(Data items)
((

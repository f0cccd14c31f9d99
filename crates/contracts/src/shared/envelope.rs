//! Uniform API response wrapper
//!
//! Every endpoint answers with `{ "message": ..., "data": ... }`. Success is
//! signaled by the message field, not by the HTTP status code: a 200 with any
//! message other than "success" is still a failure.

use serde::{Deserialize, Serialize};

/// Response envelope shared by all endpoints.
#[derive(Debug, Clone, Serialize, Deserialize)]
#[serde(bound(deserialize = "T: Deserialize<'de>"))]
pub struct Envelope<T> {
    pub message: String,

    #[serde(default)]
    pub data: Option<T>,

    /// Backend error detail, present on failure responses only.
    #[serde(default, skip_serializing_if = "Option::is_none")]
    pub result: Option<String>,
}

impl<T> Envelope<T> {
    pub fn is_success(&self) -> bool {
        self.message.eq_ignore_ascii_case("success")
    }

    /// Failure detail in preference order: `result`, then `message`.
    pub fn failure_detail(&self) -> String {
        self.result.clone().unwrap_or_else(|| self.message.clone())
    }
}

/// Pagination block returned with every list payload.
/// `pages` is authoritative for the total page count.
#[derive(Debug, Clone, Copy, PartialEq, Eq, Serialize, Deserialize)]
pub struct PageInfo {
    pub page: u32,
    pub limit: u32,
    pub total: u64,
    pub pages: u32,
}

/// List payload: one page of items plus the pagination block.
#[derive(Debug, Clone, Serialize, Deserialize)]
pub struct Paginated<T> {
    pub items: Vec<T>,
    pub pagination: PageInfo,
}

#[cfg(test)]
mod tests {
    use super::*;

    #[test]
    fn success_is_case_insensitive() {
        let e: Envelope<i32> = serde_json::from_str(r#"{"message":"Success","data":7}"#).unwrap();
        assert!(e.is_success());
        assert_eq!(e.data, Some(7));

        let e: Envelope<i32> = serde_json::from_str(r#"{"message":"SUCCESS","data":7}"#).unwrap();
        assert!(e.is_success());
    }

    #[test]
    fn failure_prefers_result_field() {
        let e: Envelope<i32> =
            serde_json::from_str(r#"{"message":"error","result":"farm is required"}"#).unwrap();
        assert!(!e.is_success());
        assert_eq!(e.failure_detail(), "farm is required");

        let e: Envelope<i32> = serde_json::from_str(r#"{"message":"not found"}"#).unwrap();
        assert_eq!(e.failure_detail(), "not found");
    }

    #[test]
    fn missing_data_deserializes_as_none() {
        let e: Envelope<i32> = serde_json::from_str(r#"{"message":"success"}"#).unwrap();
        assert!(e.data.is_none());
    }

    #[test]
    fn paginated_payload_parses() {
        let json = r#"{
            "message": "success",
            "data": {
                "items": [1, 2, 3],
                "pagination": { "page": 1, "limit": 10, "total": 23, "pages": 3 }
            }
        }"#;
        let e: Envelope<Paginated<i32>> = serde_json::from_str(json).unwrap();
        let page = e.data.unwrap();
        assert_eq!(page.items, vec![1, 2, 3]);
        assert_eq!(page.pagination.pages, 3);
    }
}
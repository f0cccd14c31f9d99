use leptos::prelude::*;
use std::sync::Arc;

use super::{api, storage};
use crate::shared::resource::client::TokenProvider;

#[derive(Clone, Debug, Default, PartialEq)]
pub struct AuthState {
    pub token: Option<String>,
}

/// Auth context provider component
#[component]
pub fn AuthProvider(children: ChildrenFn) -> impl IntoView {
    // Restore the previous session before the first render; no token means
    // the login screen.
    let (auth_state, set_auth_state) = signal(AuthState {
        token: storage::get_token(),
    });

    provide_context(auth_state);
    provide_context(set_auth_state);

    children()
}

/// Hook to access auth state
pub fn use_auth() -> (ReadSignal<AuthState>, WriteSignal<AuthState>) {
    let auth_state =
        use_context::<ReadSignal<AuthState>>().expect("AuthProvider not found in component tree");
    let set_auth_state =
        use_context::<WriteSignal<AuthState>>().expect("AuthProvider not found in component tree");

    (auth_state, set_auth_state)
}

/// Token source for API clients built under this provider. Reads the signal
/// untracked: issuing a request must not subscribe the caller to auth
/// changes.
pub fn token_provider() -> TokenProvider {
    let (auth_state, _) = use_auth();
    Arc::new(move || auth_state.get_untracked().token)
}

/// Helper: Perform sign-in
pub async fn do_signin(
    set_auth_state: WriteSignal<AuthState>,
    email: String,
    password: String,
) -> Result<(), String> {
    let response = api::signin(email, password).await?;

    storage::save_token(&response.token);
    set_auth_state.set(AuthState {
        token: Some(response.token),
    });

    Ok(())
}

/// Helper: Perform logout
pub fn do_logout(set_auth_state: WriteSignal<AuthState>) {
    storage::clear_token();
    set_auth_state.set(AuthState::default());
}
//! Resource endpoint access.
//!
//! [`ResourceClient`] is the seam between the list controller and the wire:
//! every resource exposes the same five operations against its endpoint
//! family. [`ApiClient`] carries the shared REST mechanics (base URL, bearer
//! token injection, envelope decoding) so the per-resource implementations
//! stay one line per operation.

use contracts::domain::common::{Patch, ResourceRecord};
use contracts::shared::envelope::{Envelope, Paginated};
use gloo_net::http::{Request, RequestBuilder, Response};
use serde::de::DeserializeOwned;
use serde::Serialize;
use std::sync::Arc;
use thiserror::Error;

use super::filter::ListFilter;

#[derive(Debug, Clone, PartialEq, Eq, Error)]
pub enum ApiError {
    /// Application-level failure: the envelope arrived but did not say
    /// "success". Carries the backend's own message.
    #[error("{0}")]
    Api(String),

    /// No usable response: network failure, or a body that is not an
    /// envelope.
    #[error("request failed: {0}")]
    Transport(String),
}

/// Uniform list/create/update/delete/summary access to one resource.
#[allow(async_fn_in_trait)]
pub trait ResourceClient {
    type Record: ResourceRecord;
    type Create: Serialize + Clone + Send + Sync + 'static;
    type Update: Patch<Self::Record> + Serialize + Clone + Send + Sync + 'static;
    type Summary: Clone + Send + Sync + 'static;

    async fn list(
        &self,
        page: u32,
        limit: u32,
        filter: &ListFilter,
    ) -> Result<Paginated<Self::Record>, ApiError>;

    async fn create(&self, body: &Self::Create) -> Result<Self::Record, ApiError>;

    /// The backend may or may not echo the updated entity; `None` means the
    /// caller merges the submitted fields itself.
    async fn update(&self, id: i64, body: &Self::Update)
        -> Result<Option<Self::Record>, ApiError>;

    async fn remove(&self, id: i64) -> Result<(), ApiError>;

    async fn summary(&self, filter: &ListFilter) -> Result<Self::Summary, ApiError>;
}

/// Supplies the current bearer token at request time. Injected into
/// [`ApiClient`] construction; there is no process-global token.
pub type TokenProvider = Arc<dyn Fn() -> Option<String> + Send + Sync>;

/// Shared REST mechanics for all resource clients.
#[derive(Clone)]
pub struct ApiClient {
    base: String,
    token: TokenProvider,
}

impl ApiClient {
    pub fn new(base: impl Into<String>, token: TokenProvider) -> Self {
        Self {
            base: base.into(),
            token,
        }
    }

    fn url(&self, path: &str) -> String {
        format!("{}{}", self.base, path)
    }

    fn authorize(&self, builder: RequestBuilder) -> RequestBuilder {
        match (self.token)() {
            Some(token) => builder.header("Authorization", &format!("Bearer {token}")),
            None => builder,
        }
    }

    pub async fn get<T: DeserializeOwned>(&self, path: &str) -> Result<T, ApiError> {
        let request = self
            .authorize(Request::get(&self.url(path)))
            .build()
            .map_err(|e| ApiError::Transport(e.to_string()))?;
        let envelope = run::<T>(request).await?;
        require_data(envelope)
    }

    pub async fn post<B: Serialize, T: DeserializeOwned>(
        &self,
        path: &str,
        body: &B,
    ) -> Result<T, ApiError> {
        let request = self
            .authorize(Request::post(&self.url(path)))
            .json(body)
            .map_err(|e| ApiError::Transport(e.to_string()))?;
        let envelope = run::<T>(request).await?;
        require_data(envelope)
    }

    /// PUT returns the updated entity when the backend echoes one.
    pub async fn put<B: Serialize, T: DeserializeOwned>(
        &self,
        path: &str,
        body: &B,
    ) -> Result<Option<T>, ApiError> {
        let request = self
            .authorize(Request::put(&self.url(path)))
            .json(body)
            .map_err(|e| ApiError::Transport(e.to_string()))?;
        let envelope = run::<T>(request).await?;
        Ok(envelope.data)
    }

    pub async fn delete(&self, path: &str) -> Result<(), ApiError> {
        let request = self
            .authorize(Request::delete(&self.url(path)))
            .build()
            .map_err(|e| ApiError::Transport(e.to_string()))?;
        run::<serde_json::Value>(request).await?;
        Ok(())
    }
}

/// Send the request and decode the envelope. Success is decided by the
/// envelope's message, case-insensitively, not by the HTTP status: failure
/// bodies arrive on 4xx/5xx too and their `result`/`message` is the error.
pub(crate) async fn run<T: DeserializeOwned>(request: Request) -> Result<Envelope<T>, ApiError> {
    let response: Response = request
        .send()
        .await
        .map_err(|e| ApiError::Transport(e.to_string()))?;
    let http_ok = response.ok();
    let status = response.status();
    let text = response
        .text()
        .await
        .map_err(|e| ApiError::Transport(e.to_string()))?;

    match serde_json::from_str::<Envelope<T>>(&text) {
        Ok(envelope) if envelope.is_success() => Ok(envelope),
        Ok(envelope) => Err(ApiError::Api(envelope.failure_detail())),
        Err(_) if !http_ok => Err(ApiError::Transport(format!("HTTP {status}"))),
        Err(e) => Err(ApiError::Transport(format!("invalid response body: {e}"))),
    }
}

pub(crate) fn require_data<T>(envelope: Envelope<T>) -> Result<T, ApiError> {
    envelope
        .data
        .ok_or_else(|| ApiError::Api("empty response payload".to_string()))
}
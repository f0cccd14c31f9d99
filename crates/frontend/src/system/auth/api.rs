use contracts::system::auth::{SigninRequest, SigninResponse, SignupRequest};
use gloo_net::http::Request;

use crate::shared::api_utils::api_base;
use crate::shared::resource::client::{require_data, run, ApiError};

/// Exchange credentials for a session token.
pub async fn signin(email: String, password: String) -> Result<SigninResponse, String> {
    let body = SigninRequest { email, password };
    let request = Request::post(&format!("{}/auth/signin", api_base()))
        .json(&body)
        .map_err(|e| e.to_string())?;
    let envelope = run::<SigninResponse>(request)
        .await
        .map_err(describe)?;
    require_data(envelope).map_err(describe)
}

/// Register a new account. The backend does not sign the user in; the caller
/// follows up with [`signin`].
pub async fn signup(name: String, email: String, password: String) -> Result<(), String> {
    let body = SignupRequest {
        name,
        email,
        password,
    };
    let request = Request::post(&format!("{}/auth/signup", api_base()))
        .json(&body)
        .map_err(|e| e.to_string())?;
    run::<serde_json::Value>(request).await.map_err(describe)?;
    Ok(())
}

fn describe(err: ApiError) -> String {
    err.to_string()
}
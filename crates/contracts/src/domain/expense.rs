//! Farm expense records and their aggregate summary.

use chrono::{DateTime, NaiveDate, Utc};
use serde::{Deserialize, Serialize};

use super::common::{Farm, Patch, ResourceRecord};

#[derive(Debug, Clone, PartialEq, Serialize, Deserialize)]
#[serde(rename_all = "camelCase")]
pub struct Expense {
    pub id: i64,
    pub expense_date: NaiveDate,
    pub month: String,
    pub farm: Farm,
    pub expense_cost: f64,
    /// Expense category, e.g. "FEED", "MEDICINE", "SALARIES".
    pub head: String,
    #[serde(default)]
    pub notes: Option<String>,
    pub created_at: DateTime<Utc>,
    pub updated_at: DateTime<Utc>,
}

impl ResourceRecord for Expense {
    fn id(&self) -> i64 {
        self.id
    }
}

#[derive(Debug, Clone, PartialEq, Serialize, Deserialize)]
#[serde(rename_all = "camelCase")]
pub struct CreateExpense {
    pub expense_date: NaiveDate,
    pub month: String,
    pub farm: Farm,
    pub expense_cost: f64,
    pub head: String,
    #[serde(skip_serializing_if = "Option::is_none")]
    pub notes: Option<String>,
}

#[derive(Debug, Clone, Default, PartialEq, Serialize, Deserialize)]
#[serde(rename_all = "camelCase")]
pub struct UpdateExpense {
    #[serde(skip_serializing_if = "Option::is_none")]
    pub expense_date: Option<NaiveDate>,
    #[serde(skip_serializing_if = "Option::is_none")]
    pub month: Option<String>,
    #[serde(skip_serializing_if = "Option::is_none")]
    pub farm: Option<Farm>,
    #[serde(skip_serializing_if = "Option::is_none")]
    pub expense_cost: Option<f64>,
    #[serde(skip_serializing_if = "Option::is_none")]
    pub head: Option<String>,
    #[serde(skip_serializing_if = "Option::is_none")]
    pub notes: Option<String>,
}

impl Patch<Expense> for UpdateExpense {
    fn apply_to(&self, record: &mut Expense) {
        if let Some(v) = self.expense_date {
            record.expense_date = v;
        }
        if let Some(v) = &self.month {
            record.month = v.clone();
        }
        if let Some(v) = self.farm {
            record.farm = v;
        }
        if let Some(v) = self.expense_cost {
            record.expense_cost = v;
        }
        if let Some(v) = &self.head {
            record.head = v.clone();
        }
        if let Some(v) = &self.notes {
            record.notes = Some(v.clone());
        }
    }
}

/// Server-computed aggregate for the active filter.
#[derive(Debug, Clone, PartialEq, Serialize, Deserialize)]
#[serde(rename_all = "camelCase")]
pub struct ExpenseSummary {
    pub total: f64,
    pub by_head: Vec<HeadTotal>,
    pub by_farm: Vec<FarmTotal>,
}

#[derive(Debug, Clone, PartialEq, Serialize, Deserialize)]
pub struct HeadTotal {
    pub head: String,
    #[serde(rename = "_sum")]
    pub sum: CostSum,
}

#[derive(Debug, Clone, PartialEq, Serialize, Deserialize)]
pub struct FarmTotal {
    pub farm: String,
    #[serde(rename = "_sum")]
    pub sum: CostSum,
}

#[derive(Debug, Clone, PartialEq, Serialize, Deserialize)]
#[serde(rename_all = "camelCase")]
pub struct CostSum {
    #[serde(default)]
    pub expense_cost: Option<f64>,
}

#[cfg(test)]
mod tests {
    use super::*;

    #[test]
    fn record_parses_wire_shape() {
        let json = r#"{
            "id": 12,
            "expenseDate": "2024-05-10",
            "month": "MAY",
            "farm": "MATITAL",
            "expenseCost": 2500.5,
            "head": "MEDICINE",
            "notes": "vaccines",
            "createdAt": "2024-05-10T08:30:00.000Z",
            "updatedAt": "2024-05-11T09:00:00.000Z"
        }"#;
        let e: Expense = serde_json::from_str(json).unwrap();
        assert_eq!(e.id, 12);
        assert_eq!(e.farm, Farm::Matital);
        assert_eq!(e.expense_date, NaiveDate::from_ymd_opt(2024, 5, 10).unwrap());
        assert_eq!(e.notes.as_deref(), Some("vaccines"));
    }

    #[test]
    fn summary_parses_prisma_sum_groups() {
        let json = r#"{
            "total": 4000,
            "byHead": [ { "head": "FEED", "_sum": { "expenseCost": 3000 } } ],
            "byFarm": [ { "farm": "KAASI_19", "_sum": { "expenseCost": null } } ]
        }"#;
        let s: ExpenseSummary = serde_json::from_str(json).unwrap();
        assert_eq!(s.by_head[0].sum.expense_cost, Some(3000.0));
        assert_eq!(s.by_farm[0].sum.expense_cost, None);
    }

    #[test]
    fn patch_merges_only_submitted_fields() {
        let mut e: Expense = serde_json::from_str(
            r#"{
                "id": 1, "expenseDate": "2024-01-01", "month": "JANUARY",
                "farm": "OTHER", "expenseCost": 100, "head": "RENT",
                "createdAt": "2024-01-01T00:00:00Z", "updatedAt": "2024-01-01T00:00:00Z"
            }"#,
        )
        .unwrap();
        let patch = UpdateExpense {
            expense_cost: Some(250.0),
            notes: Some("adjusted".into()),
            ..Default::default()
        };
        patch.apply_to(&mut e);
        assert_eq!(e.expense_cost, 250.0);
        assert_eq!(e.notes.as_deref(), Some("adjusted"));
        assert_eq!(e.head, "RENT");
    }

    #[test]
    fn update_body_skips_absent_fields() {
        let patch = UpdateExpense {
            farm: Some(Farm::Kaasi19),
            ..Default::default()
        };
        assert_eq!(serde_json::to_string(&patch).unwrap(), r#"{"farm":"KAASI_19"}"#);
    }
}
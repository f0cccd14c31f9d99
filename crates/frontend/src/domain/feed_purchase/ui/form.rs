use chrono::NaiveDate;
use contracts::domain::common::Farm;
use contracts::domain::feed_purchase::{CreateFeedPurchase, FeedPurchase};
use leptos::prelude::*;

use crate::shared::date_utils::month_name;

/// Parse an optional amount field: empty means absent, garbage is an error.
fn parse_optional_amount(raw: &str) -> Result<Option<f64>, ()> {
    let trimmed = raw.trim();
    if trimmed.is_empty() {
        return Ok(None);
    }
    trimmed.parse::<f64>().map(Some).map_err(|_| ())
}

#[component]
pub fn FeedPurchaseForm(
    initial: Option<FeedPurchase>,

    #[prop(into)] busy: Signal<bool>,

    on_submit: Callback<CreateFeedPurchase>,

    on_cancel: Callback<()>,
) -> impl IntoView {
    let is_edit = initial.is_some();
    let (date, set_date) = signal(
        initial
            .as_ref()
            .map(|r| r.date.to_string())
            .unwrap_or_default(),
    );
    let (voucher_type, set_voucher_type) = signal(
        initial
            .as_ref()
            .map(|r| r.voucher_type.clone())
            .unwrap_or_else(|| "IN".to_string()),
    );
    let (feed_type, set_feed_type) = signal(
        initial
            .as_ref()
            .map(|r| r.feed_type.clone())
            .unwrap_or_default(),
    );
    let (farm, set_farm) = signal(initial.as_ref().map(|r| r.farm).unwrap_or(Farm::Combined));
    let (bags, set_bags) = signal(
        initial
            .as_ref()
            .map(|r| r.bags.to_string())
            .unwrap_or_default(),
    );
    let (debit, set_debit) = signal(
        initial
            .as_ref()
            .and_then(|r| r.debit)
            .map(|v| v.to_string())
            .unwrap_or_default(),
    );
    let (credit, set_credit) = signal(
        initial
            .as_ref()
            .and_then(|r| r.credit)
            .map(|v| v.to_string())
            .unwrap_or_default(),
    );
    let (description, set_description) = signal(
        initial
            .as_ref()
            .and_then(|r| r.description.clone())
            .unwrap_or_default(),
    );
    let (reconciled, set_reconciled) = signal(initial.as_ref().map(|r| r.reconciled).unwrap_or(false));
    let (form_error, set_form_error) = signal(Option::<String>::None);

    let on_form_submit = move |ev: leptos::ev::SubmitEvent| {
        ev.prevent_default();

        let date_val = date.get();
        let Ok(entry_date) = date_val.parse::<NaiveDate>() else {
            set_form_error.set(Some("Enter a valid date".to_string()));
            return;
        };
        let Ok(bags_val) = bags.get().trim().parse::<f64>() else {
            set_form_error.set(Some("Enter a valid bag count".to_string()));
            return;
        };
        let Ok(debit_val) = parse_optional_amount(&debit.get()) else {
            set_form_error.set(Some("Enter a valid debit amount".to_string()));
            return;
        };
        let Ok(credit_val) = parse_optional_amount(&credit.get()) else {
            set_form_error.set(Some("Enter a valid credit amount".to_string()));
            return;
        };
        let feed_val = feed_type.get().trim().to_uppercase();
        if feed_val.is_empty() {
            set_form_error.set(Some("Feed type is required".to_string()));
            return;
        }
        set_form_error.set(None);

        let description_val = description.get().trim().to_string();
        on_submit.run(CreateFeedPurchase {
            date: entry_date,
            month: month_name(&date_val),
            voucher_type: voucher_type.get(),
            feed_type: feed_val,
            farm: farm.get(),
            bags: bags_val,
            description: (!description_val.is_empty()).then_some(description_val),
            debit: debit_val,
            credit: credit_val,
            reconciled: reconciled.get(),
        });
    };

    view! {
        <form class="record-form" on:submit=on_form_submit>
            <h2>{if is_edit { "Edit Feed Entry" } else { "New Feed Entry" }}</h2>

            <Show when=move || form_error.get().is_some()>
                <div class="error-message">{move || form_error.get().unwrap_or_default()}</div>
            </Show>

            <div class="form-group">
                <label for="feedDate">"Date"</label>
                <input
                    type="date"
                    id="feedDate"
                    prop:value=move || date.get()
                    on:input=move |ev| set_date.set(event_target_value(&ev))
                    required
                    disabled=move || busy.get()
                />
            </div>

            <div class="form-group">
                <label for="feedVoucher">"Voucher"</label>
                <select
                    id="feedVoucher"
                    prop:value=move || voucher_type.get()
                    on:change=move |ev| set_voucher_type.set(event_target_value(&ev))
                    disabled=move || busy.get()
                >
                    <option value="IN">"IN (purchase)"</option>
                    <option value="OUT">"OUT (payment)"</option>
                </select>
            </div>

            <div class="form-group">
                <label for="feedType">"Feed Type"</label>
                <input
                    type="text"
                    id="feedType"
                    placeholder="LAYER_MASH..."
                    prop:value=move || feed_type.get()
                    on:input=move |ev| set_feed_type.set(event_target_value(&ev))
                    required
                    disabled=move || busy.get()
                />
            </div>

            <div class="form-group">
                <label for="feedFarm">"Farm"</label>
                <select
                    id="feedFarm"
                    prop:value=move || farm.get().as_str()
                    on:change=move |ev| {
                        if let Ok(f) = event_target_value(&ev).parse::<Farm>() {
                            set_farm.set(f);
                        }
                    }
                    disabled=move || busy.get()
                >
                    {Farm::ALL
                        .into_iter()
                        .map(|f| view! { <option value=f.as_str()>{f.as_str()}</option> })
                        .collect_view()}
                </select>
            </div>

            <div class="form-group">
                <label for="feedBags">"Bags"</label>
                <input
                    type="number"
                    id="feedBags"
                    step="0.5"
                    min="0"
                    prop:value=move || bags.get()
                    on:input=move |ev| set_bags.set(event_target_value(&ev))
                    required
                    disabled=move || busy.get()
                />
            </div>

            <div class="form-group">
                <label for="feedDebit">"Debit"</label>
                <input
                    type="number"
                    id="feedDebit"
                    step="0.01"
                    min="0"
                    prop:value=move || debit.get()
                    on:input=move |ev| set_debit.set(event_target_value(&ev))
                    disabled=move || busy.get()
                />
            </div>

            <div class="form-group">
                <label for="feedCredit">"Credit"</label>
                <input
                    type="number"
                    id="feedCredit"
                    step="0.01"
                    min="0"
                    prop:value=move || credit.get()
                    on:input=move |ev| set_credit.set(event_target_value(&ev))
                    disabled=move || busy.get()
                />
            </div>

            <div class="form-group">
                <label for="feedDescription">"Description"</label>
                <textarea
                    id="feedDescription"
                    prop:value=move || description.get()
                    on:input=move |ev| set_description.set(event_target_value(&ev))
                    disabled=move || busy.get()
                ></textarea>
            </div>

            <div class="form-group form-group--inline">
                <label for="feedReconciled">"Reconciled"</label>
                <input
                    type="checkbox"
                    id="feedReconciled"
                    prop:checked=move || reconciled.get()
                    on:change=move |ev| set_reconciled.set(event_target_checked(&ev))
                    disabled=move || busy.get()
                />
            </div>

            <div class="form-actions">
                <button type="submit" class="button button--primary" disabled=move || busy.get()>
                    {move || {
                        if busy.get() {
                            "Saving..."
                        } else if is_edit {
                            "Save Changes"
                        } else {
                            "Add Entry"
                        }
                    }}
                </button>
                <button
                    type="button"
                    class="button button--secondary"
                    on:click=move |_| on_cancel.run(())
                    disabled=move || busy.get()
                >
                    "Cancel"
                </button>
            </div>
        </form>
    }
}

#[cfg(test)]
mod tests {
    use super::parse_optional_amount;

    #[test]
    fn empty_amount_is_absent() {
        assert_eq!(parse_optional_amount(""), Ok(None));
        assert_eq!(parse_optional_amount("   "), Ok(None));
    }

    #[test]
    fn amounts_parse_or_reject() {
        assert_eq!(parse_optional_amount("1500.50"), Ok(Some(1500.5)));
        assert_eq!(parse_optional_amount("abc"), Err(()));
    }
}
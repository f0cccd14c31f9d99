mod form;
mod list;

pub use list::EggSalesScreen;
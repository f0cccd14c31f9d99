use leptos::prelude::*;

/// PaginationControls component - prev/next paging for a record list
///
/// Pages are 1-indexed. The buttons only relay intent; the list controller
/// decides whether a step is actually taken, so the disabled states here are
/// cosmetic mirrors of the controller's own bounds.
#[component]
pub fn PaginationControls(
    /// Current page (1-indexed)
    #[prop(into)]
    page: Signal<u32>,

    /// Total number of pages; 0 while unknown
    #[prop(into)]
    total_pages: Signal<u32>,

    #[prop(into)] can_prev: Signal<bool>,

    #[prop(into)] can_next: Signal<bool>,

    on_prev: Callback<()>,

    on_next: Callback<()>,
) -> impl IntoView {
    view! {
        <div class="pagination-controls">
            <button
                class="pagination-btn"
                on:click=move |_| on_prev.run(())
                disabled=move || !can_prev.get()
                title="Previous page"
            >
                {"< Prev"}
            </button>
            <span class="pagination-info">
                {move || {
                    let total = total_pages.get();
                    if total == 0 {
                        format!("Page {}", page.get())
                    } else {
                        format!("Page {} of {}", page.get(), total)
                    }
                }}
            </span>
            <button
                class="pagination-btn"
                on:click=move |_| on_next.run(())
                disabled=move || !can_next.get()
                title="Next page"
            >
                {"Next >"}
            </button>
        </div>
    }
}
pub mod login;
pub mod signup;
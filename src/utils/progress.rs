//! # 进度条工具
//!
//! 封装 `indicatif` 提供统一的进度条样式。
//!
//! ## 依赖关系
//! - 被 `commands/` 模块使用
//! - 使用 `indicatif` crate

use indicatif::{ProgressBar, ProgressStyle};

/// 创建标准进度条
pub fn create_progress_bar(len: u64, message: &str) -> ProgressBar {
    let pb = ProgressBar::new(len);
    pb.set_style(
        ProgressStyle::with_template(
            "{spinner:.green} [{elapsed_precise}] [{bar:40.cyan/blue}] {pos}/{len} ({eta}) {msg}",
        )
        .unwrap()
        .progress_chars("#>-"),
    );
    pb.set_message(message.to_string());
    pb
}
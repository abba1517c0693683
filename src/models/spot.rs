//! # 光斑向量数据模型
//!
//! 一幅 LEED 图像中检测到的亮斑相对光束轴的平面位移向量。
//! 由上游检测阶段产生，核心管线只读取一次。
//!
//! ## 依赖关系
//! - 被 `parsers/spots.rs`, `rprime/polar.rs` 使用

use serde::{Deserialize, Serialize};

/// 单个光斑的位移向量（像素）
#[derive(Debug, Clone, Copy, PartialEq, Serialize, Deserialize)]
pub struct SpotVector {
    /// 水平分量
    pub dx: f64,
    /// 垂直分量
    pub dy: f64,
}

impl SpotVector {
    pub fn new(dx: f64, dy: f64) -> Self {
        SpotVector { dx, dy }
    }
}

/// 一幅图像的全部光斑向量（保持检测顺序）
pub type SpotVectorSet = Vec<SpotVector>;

))

# [PROBLEM DESCRIPTION]
In the records above, copy exactly the lines from the one that contains "pub struct SpotVector" through the last, and nothing else.

# [EXPECTED ANSWER]
pub struct SpotVector {
    /// 水平分量
    pub dx: f64,
    /// 垂直分量
    pub dy: f64,
}

impl SpotVector {
    pub fn new(dx: f64, dy: f64) -> Self {
        SpotVector { dx, dy }
    }
}

/// 一幅图像的全部光斑向量（保持检测顺序）
pub type SpotVectorSet = Vec<SpotVector>;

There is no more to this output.